Honoring Moms: A Different Perspective

Honoring Moms: A Different Perspective

Mother’s Day always feels like a cluster of emotions for me—each turn bringing a different feeling, a different memory, a different kind of ache or joy as I ride my emotional rollercoaster.

My mother is gone. So are both of my grandmothers. All the mother figures on my husband’s side have passed as well. On this day meant to honor and celebrate the women who nurtured and raised us, I find myself feeling the weight of their absence like a stone in my chest. There is a quiet, heavy void where their laughter used to echo, where their hugs once gave comfort, where their wisdom guided me without words.

And yet—I’m a mother now. I’m the one being celebrated.

I have an eleven-year-old boy who is full of life, curiosity, and a pure kind of love that takes my breath away. Around Mother’s Day, I ride this emotional roller coaster, caught somewhere between sorrow and joy, between a deep, aching longing and an overwhelming sense of gratitude.

My son showers me with handcrafted gifts—those precious art creations he pours his heart into. His crooked handwriting, the glue still drying, the misspelled words, the glittery mess—it all makes me cry. I cry because I’m happy. Because I’m loved. Because I’m lucky.

And yet… I want to bring my mom a bouquet of her favorite flowers—Birds of Paradise. I want to sit in my grandmothers’ kitchens, smell the familiar comfort of their cooking, hear them tell stories from a time before I was born. I want to feel like someone’s little girl again. But I can’t. They’re all gone. And that truth stings every year.

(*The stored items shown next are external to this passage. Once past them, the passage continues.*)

//! Process Supervisor
//!
//! Owns the proxy-engine child process.
//!
//! # Lifecycle
//!
//! 1. The engine config is written to a scoped temp file in the runtime dir
//! 2. The engine binary is launched with that file as its last argument
//! 3. The process must survive [`STARTUP_GRACE`] to count as started
//! 4. An observer task owns the process and the config file from then on;
//!    an exit nobody asked for is reported as [`SupervisorEvent::UnexpectedExit`]
//! 5. `stop` asks the observer to terminate the engine (SIGTERM, then kill
//!    after the stop timeout); the config file goes away with the observer
//!
//! The config file and the "engine active" slot are dropped on every exit
//! path, including early returns from `start` and dropped handles.

use crate::translator::ProxyConfig;
use async_trait::async_trait;
use std::io::{self, Write};
use std::path::{Path, PathBuf};
use std::process::Stdio;
use std::sync::Arc;
use std::sync::atomic::{AtomicBool, AtomicU64, Ordering};
use std::time::Duration;
use tempfile::NamedTempFile;
use tokio::io::{AsyncBufReadExt, AsyncRead, BufReader};
use tokio::process::{Child, Command};
use tokio::sync::{mpsc, oneshot};
use tokio::task::JoinHandle;
use tracing::{debug, error, info, warn};

/// How long a freshly launched engine must stay alive
pub const STARTUP_GRACE: Duration = Duration::from_secs(1);

/// Log target for engine output
pub const ENGINE_LOG_TARGET: &str = "xtun::engine";

/// Process errors
#[derive(Debug, Clone, PartialEq, Eq, thiserror::Error)]
pub enum ProcessError {
    #[error("Engine binary not found: {}", .0.display())]
    BinaryNotFound(PathBuf),

    #[error("Engine failed to start: {0}")]
    StartupFailed(String),

    #[error("Engine exited unexpectedly (code {0:?})")]
    UnexpectedExit(Option<i32>),

    #[error("Engine already running")]
    AlreadyRunning,

    #[error("I/O error: {0}")]
    Io(String),
}

impl From<io::Error> for ProcessError {
    fn from(e: io::Error) -> Self {
        ProcessError::Io(e.to_string())
    }
}

/// How the engine exited
#[derive(Debug, Clone, Copy, PartialEq, Eq)]
pub struct EngineExit {
    pub code: Option<i32>,
}

/// A launched engine process.
#[async_trait]
pub trait EngineProcess: Send {
    /// OS process id, if any
    fn id(&self) -> Option<u32>;

    /// Wait for exit. Cancel-safe.
    async fn wait(&mut self) -> io::Result<EngineExit>;

    /// Ask the process to exit.
    async fn terminate(&mut self) -> io::Result<()>;

    /// Force the process down.
    async fn kill(&mut self) -> io::Result<()>;
}

/// Starts engine processes.
#[async_trait]
pub trait EngineLauncher: Send + Sync {
    async fn launch(&self, config_path: &Path) -> Result<Box<dyn EngineProcess>, ProcessError>;
}

/// Launches the real engine binary.
#[derive(Debug, Clone)]
pub struct BinaryLauncher {
    binary: PathBuf,
    args: Vec<String>,
}

impl BinaryLauncher {
    /// `binary args... <config path>`
    pub fn new(binary: impl Into<PathBuf>, args: Vec<String>) -> Self {
        Self {
            binary: binary.into(),
            args,
        }
    }

    pub fn binary(&self) -> &Path {
        &self.binary
    }
}

async fn forward_output<R: AsyncRead + Unpin>(reader: R, stderr: bool) {
    let mut lines = BufReader::new(reader).lines();
    while let Ok(Some(line)) = lines.next_line().await {
        if stderr {
            warn!(target: ENGINE_LOG_TARGET, "{}", line);
        } else {
            info!(target: ENGINE_LOG_TARGET, "{}", line);
        }
    }
}

#[async_trait]
impl EngineLauncher for BinaryLauncher {
    async fn launch(&self, config_path: &Path) -> Result<Box<dyn EngineProcess>, ProcessError> {
        let mut child = Command::new(&self.binary)
            .args(&self.args)
            .arg(config_path)
            .stdin(Stdio::null())
            .stdout(Stdio::piped())
            .stderr(Stdio::piped())
            .kill_on_drop(true)
            .spawn()
            .map_err(|e| match e.kind() {
                io::ErrorKind::NotFound => ProcessError::BinaryNotFound(self.binary.clone()),
                _ => ProcessError::StartupFailed(format!("{}: {}", self.binary.display(), e)),
            })?;

        if let Some(stdout) = child.stdout.take() {
            tokio::spawn(forward_output(stdout, false));
        }
        if let Some(stderr) = child.stderr.take() {
            tokio::spawn(forward_output(stderr, true));
        }

        debug!("Launched {} (pid {:?})", self.binary.display(), child.id());
        Ok(Box::new(ChildProcess { child }))
    }
}

struct ChildProcess {
    child: Child,
}

#[async_trait]
impl EngineProcess for ChildProcess {
    fn id(&self) -> Option<u32> {
        self.child.id()
    }

    async fn wait(&mut self) -> io::Result<EngineExit> {
        let status = self.child.wait().await?;
        Ok(EngineExit {
            code: status.code(),
        })
    }

    #[cfg(unix)]
    async fn terminate(&mut self) -> io::Result<()> {
        let Some(pid) = self.child.id() else {
            return Ok(());
        };
        let pid = libc::pid_t::try_from(pid)
            .map_err(|_| io::Error::new(io::ErrorKind::InvalidInput, "pid out of range"))?;
        // SAFETY: plain kill(2) on a pid we spawned and have not reaped
        if unsafe { libc::kill(pid, libc::SIGTERM) } == 0 {
            Ok(())
        } else {
            Err(io::Error::last_os_error())
        }
    }

    #[cfg(not(unix))]
    async fn terminate(&mut self) -> io::Result<()> {
        self.child.start_kill()
    }

    async fn kill(&mut self) -> io::Result<()> {
        self.child.kill().await
    }
}

/// Events reported by the supervisor outside of any call
#[derive(Debug, Clone, PartialEq, Eq)]
pub enum SupervisorEvent {
    /// The engine behind `handle` exited without being asked to
    UnexpectedExit { handle: u64, error: ProcessError },
}

/// Marks the single engine slot as taken until dropped.
struct ActiveSlot(Arc<AtomicBool>);

impl ActiveSlot {
    fn claim(flag: &Arc<AtomicBool>) -> Option<Self> {
        flag.compare_exchange(false, true, Ordering::AcqRel, Ordering::Acquire)
            .ok()
            .map(|_| ActiveSlot(Arc::clone(flag)))
    }
}

impl Drop for ActiveSlot {
    fn drop(&mut self) {
        self.0.store(false, Ordering::Release);
    }
}

/// A started engine.
///
/// Dropping the handle without calling `stop` still brings the engine down.
#[derive(Debug)]
pub struct EngineHandle {
    id: u64,
    pid: Option<u32>,
    config_path: PathBuf,
    running: Arc<AtomicBool>,
    stop_tx: Option<oneshot::Sender<()>>,
    task: Option<JoinHandle<()>>,
}

impl EngineHandle {
    pub fn id(&self) -> u64 {
        self.id
    }

    pub fn pid(&self) -> Option<u32> {
        self.pid
    }

    /// Where the engine config lives while the handle is running.
    pub fn config_path(&self) -> &Path {
        &self.config_path
    }
}

/// Owns the process, its config file and the active slot.
struct Observer {
    id: u64,
    process: Box<dyn EngineProcess>,
    _config_file: NamedTempFile,
    _slot: ActiveSlot,
    running: Arc<AtomicBool>,
    events: mpsc::UnboundedSender<SupervisorEvent>,
    stop_timeout: Duration,
}

impl Observer {
    async fn run(mut self, mut stop_rx: oneshot::Receiver<()>) {
        let requested = tokio::select! {
            exit = self.process.wait() => {
                self.running.store(false, Ordering::Release);
                let code = exit.ok().and_then(|e| e.code);
                error!("Engine {} exited unexpectedly (code {:?})", self.id, code);
                let _ = self.events.send(SupervisorEvent::UnexpectedExit {
                    handle: self.id,
                    error: ProcessError::UnexpectedExit(code),
                });
                false
            }
            // A dropped handle counts as a stop request
            _ = &mut stop_rx => true,
        };

        if requested {
            self.shutdown().await;
        }
        self.running.store(false, Ordering::Release);
    }

    async fn shutdown(&mut self) {
        if let Err(e) = self.process.terminate().await {
            warn!("Engine {} terminate failed: {}", self.id, e);
        }

        match tokio::time::timeout(self.stop_timeout, self.process.wait()).await {
            Ok(exit) => {
                info!("Engine {} stopped ({:?})", self.id, exit.ok().and_then(|e| e.code));
            }
            Err(_) => {
                warn!(
                    "Engine {} ignored termination for {:?}, killing",
                    self.id, self.stop_timeout
                );
                if let Err(e) = self.process.kill().await {
                    warn!("Engine {} kill failed: {}", self.id, e);
                }
            }
        }
    }
}

/// Supervises at most one engine process at a time.
pub struct ProcessSupervisor {
    launcher: Arc<dyn EngineLauncher>,
    runtime_dir: PathBuf,
    stop_timeout: Duration,
    active: Arc<AtomicBool>,
    next_id: AtomicU64,
    events: mpsc::UnboundedSender<SupervisorEvent>,
}

impl ProcessSupervisor {
    /// Create a supervisor and the stream its unexpected-exit events go to.
    pub fn new(
        launcher: Arc<dyn EngineLauncher>,
        runtime_dir: impl Into<PathBuf>,
        stop_timeout: Duration,
    ) -> (Self, mpsc::UnboundedReceiver<SupervisorEvent>) {
        let (events, events_rx) = mpsc::unbounded_channel();
        let supervisor = Self {
            launcher,
            runtime_dir: runtime_dir.into(),
            stop_timeout,
            active: Arc::new(AtomicBool::new(false)),
            next_id: AtomicU64::new(1),
            events,
        };
        (supervisor, events_rx)
    }

    pub fn runtime_dir(&self) -> &Path {
        &self.runtime_dir
    }

    /// Whether an engine currently holds the slot.
    pub fn is_active(&self) -> bool {
        self.active.load(Ordering::Acquire)
    }

    fn write_config(&self, config: &ProxyConfig) -> Result<NamedTempFile, ProcessError> {
        let json = config
            .to_json()
            .map_err(|e| ProcessError::Io(format!("serialize engine config: {}", e)))?;

        let mut file = tempfile::Builder::new()
            .prefix("xtun-engine-")
            .suffix(".json")
            .tempfile_in(&self.runtime_dir)?;
        file.write_all(json.as_bytes())?;
        file.flush()?;
        Ok(file)
    }

    /// Write the config, launch the engine and wait out the startup grace.
    pub async fn start(&self, config: &ProxyConfig) -> Result<EngineHandle, ProcessError> {
        let slot = ActiveSlot::claim(&self.active).ok_or(ProcessError::AlreadyRunning)?;
        let config_file = self.write_config(config)?;
        let config_path = config_file.path().to_path_buf();

        let mut process = self.launcher.launch(&config_path).await?;
        let pid = process.id();

        tokio::select! {
            exit = process.wait() => {
                let detail = match exit {
                    Ok(exit) => format!("exited during startup (code {:?})", exit.code),
                    Err(e) => format!("lost during startup: {}", e),
                };
                return Err(ProcessError::StartupFailed(detail));
            }
            _ = tokio::time::sleep(STARTUP_GRACE) => {}
        }

        let id = self.next_id.fetch_add(1, Ordering::Relaxed);
        let running = Arc::new(AtomicBool::new(true));
        let (stop_tx, stop_rx) = oneshot::channel();

        let observer = Observer {
            id,
            process,
            _config_file: config_file,
            _slot: slot,
            running: Arc::clone(&running),
            events: self.events.clone(),
            stop_timeout: self.stop_timeout,
        };
        let task = tokio::spawn(observer.run(stop_rx));

        info!("Engine {} running (pid {:?})", id, pid);
        Ok(EngineHandle {
            id,
            pid,
            config_path,
            running,
            stop_tx: Some(stop_tx),
            task: Some(task),
        })
    }

    /// Stop the engine behind `handle`. Safe to call more than once.
    pub async fn stop(&self, handle: &mut EngineHandle) {
        if let Some(stop_tx) = handle.stop_tx.take() {
            let _ = stop_tx.send(());
        }

        let Some(mut task) = handle.task.take() else {
            return;
        };

        // Terminate, wait, kill: leave room for all three
        let budget = self.stop_timeout + STARTUP_GRACE;
        match tokio::time::timeout(budget, &mut task).await {
            Ok(Ok(())) => {}
            Ok(Err(e)) => warn!("Engine {} observer failed: {}", handle.id, e),
            Err(_) => {
                warn!("Engine {} did not stop within {:?}, aborting", handle.id, budget);
                task.abort();
                let _ = task.await;
            }
        }
        handle.running.store(false, Ordering::Release);
    }

    pub fn is_running(&self, handle: &EngineHandle) -> bool {
        handle.running.load(Ordering::Acquire)
    }
}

Still, my husband and my son do their best to lift me. They make my day special in the ways that matter most—simple, loving gestures: a family walk on the beach, cookies baked in the kitchen, hugs that last a little longer than usual. They remind me that life moves forward, and there is beauty in what we continue to create, even as we carry the past with us.

I know I’m not alone in this. Holidays like Mother’s Day often come with a tangled mix of feelings for so many. Grief has a way of making itself known, even in the middle of celebration. But as someone once said—Grief is the price we pay for love. And while sadness hurts, the love behind it makes every tear worth it.

So today, I hold space for both. I miss the women who shaped me. I celebrate the boy who made me a mother. I cry, I laugh, I remember, I give thanks. And I let myself feel it all.

Because this is what it means to love and be loved deeply.

Happy Mother’s Day—to those who are here, to those we’ve lost, and to those who are mother figures in any form.